TASK INSTRUCTIONS: Please take the records that follow and repeat exactly the lines starting with the line with "Validates a finished model." and going on through the line with "for (name, allowed)".

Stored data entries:
- - - - - - -

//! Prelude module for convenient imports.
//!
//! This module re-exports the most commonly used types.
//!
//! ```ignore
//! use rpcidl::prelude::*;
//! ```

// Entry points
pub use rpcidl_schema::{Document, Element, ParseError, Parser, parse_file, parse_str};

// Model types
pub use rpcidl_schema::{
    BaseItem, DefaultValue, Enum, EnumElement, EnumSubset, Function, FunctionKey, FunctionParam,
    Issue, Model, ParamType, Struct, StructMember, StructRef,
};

- - - - - - -

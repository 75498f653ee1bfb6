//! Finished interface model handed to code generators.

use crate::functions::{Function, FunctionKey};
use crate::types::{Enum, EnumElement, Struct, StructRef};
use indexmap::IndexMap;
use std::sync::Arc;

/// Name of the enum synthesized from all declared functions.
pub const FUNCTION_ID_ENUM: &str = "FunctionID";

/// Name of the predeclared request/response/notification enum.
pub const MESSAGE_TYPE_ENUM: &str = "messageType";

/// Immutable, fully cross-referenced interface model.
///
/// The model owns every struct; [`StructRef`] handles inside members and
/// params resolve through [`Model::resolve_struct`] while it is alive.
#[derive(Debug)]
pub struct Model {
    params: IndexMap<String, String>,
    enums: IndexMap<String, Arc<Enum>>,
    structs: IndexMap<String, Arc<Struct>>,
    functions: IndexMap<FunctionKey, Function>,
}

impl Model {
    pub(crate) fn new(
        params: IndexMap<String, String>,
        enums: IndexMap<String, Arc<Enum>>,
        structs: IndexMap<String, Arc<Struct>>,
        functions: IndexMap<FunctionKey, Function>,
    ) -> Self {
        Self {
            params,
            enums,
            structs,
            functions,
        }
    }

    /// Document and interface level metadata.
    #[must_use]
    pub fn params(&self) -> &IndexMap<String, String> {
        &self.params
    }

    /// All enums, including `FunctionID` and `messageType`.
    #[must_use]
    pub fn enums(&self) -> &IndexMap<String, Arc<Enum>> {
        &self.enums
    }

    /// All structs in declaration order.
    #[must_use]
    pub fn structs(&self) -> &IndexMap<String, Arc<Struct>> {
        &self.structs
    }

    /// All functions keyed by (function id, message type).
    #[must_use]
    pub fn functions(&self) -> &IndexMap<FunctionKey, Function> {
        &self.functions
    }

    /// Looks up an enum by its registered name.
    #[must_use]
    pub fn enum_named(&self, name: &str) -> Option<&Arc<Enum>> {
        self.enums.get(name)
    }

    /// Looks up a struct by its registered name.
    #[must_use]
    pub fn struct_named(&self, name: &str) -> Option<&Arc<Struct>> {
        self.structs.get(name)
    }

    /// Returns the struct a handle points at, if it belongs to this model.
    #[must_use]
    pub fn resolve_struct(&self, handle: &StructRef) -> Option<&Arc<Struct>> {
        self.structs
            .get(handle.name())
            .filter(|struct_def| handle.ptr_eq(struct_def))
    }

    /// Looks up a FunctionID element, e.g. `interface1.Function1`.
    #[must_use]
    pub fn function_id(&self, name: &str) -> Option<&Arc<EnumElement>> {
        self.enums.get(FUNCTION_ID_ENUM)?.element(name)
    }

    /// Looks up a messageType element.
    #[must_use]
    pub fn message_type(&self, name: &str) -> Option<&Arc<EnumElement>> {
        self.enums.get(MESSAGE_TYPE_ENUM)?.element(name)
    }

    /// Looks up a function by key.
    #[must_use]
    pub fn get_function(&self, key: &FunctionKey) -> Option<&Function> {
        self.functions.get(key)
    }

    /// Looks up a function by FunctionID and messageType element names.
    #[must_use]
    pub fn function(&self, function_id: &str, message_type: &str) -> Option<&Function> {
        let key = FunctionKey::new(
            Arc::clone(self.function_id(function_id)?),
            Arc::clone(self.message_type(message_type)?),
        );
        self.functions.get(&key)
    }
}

- - - - - - -

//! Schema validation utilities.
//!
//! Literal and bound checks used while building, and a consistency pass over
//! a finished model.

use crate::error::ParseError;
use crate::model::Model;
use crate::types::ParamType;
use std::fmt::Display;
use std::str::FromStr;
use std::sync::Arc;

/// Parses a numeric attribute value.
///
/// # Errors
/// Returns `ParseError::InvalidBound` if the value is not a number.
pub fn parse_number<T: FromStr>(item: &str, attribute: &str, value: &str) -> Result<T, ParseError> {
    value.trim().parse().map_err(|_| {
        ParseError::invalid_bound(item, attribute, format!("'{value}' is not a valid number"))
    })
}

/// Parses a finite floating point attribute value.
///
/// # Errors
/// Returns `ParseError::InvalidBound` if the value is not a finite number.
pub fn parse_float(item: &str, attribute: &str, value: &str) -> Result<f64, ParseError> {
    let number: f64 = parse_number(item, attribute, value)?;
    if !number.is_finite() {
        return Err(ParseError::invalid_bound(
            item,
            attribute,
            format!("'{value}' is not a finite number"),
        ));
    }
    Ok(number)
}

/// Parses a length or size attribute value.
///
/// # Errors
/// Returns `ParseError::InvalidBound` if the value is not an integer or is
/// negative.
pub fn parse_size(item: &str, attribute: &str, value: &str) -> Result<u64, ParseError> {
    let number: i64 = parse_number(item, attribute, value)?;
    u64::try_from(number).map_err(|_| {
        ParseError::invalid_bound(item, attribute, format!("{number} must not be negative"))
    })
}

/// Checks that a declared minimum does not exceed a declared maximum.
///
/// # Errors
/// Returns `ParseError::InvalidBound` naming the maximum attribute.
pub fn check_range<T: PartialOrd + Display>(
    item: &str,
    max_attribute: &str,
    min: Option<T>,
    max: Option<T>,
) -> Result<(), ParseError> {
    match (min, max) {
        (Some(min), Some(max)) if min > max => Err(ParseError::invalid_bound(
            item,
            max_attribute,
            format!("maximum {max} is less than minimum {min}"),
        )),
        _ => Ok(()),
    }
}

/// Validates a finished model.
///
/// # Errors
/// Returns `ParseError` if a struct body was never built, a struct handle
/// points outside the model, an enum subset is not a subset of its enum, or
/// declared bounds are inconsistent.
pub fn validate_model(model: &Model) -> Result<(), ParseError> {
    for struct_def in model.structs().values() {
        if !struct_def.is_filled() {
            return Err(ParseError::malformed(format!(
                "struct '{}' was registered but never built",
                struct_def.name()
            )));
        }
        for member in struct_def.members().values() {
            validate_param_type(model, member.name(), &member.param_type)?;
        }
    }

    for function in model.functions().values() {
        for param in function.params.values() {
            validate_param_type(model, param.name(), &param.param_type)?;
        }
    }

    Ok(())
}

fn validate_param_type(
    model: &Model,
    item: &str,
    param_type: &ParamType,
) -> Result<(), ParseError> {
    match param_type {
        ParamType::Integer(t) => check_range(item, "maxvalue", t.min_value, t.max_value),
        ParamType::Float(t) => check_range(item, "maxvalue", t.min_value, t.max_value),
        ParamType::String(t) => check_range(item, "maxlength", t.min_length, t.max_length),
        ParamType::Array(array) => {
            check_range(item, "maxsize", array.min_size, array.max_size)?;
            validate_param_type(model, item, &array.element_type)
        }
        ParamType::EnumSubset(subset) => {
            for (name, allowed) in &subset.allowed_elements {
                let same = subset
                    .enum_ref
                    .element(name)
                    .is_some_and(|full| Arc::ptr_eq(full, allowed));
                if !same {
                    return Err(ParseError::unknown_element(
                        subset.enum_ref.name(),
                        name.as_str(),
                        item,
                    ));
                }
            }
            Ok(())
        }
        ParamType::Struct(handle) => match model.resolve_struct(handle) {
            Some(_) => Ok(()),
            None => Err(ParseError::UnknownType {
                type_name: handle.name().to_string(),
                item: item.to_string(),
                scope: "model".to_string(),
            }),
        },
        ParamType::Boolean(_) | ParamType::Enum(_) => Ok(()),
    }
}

- - - - - - -

RESPONSE TO THE EXERCISE:
/// Validates a finished model.
///
/// # Errors
/// Returns `ParseError` if a struct body was never built, a struct handle
/// points outside the model, an enum subset is not a subset of its enum, or
/// declared bounds are inconsistent.
pub fn validate_model(model: &Model) -> Result<(), ParseError> {
    for struct_def in model.structs().values() {
        if !struct_def.is_filled() {
            return Err(ParseError::malformed(format!(
                "struct '{}' was registered but never built",
                struct_def.name()
            )));
        }
        for member in struct_def.members().values() {
            validate_param_type(model, member.name(), &member.param_type)?;
        }
    }

    for function in model.functions().values() {
        for param in function.params.values() {
            validate_param_type(model, param.name(), &param.param_type)?;
        }
    }

    Ok(())
}

fn validate_param_type(
    model: &Model,
    item: &str,
    param_type: &ParamType,
) -> Result<(), ParseError> {
    match param_type {
        ParamType::Integer(t) => check_range(item, "maxvalue", t.min_value, t.max_value),
        ParamType::Float(t) => check_range(item, "maxvalue", t.min_value, t.max_value),
        ParamType::String(t) => check_range(item, "maxlength", t.min_length, t.max_length),
        ParamType::Array(array) => {
            check_range(item, "maxsize", array.min_size, array.max_size)?;
            validate_param_type(model, item, &array.element_type)
        }
        ParamType::EnumSubset(subset) => {
            for (name, allowed) in &subset.allowed_elements {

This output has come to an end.